Abstract:Factored Markov Decision Processes (fMDPs) are a class of Markov Decision Processes (MDPs) in which the states (and actions) can be factored into a set of state (and action) variables. The state space, action space and reward function of a fMDP can be encoded compactly using a factored representation. In this paper, we consider the setting where we have a set of potential sensors to select for the fMDP (at design-time), where each sensor measures a certain state variable and has a selection cost. We formulate the problem of selecting an optimal set of sensors for fMDPs (subject to certain budget constraints) to maximize the expected infinite-horizon discounted return provided by the optimal control policy. We show the fundamental result that it is NP-hard to approximate this optimization problem to within any non-trivial factor. We then study the dual problem of budgeted actuator selection (at design-time) to maximize the expected return under the optimal policy.
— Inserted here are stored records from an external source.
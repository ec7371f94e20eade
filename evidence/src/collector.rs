//! Term scanning over one evidence source.
//!
//! Two passes over the most recent records of a source:
//!
//! 1. **Mentions**: outbound records that contain the term as a whole word
//!    count once for the record's counterpart.
//! 2. **Self-references**: inbound records where the sender names
//!    themselves with the term ("this is Mandy", "Mandy here", "it's Mandy",
//!    a trailing "- Mandy") count `self_reference_weight` times.

use indexmap::IndexMap;
use regex::Regex;
use serde::{Deserialize, Serialize};
use tracing::{debug, warn};

use oscar_messages::{Direction, format_iso, snippet};

use crate::error::Result;
use crate::evidence::{EvidenceExample, EvidenceKind, EvidenceMatch, SourceTag};
use crate::sources::{EvidenceRecord, RecordSource};

/// Anything that can be scanned for evidence about a term.
///
/// Implementations must not fail: an unreachable source reports no
/// evidence.
pub trait EvidenceSource: Send + Sync {
    fn tag(&self) -> SourceTag;

    /// Short label used in logs.
    fn name(&self) -> &str;

    /// Matches for `term`, sorted by hit count descending.
    fn scan(&self, term: &str) -> Vec<EvidenceMatch>;
}

/// Bounds and weights for a collector.
#[derive(Debug, Clone, Copy, PartialEq, Eq, Serialize, Deserialize)]
#[serde(default)]
pub struct CollectorSettings {
    /// Most recent records examined per pass.
    pub scan_window: usize,

    /// Examples kept per match.
    pub max_examples: usize,

    /// Characters kept per example.
    pub snippet_chars: usize,

    /// Hits added for each self-reference.
    pub self_reference_weight: usize,
}

impl Default for CollectorSettings {
    fn default() -> Self {
        Self {
            scan_window: 5_000,
            max_examples: 5,
            snippet_chars: 200,
            self_reference_weight: 2,
        }
    }
}

/// The compiled patterns for one term.
#[derive(Debug)]
struct TermPatterns {
    mention: Regex,
    self_reference: Regex,
}

impl TermPatterns {
    fn compile(term: &str) -> Result<Self> {
        let t = regex::escape(term);
        // `\b` only holds next to a word character.
        let start = word_boundary(term.chars().next());
        let end = word_boundary(term.chars().next_back());
        let mention = Regex::new(&format!(r"(?i){start}{t}{end}"))?;
        let self_reference = Regex::new(&format!(
            r"(?im)\bthis is {t}{end}|^\s*{t} here\b|\bit['\x{{2019}}]s {t}{end}|-\s*{t}\s*$"
        ))?;
        Ok(Self {
            mention,
            self_reference,
        })
    }
}

fn word_boundary(edge: Option<char>) -> &'static str {
    if edge.is_some_and(|c| c.is_alphanumeric() || c == '_') {
        r"\b"
    } else {
        ""
    }
}

/// Scans one [`RecordSource`] for a term.
#[derive(Debug, Clone)]
pub struct EvidenceCollector<R> {
    records: R,
    settings: CollectorSettings,
}

impl<R: RecordSource> EvidenceCollector<R> {
    pub fn new(records: R) -> Self {
        Self {
            records,
            settings: CollectorSettings::default(),
        }
    }

    pub fn with_settings(mut self, settings: CollectorSettings) -> Self {
        self.settings = settings;
        self
    }

    pub fn settings(&self) -> &CollectorSettings {
        &self.settings
    }

    /// Weighted hits per counterpart handle, most hits first.
    ///
    /// Errors from the underlying source are logged and produce no matches.
    pub fn collect(&self, term: &str) -> Vec<EvidenceMatch> {
        let term = term.trim();
        if term.is_empty() {
            return Vec::new();
        }
        match self.try_collect(term) {
            Ok(matches) => {
                debug!(
                    "{} ({}): {} candidates for {term:?}",
                    self.records.tag(),
                    self.records.name(),
                    matches.len()
                );
                matches
            }
            Err(e) => {
                warn!(
                    "Evidence source {} unavailable, skipping: {e}",
                    self.records.name()
                );
                Vec::new()
            }
        }
    }

    fn try_collect(&self, term: &str) -> Result<Vec<EvidenceMatch>> {
        let patterns = TermPatterns::compile(term)?;
        let mut tally = Tally::new(self.records.tag(), &self.settings);

        for record in self
            .records
            .records(Direction::Outbound, self.settings.scan_window)?
        {
            if patterns.mention.is_match(&record.text) {
                tally.add(&record, 1, EvidenceKind::Mention);
            }
        }

        for record in self
            .records
            .records(Direction::Inbound, self.settings.scan_window)?
        {
            if patterns.self_reference.is_match(&record.text) {
                tally.add(
                    &record,
                    self.settings.self_reference_weight,
                    EvidenceKind::SelfReference,
                );
            }
        }

        Ok(tally.finish())
    }
}

impl<R: RecordSource> EvidenceSource for EvidenceCollector<R> {
    fn tag(&self) -> SourceTag {
        self.records.tag()
    }

    fn name(&self) -> &str {
        self.records.name()
    }

    fn scan(&self, term: &str) -> Vec<EvidenceMatch> {
        self.collect(term)
    }
}

/// Per-handle accumulator for one scan.
struct Tally<'a> {
    source: SourceTag,
    settings: &'a CollectorSettings,
    matches: IndexMap<String, EvidenceMatch>,
}

impl<'a> Tally<'a> {
    fn new(source: SourceTag, settings: &'a CollectorSettings) -> Self {
        Self {
            source,
            settings,
            matches: IndexMap::new(),
        }
    }

    fn add(&mut self, record: &EvidenceRecord, weight: usize, kind: EvidenceKind) {
        if record.handle.trim().is_empty() {
            return;
        }
        let entry = self
            .matches
            .entry(record.handle.clone())
            .or_insert_with(|| EvidenceMatch::new(self.source, record.handle.clone()));

        for alternate in &record.alternate_handles {
            if !entry.handles.contains(alternate) {
                entry.handles.push(alternate.clone());
            }
        }
        if entry.display_name.is_none() {
            entry.display_name.clone_from(&record.display_name);
        }

        entry.count += weight;
        if entry.examples.len() < self.settings.max_examples {
            entry.examples.push(EvidenceExample {
                text: snippet(record.example(), self.settings.snippet_chars),
                timestamp: record.timestamp.map(format_iso),
                kind,
            });
        }
    }

    fn finish(self) -> Vec<EvidenceMatch> {
        let mut matches: Vec<EvidenceMatch> = self.matches.into_values().collect();
        matches.sort_by(|a, b| b.count.cmp(&a.count).then_with(|| a.handle.cmp(&b.handle)));
        matches
    }
}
Again, we show that it is NP-hard to approximate this optimization problem to within any non-trivial factor. Furthermore, with explicit examples, we show the failure of greedy algorithms for both the sensor and actuator selection problems and provide insights into the factors that cause these problems to be challenging. Despite the inapproximability results, through extensive simulations, we show that the greedy algorithm may provide near-optimal performance for actuator and sensor selection in many real-world and randomly generated fMDP instances.

What problem does this paper attempt to address?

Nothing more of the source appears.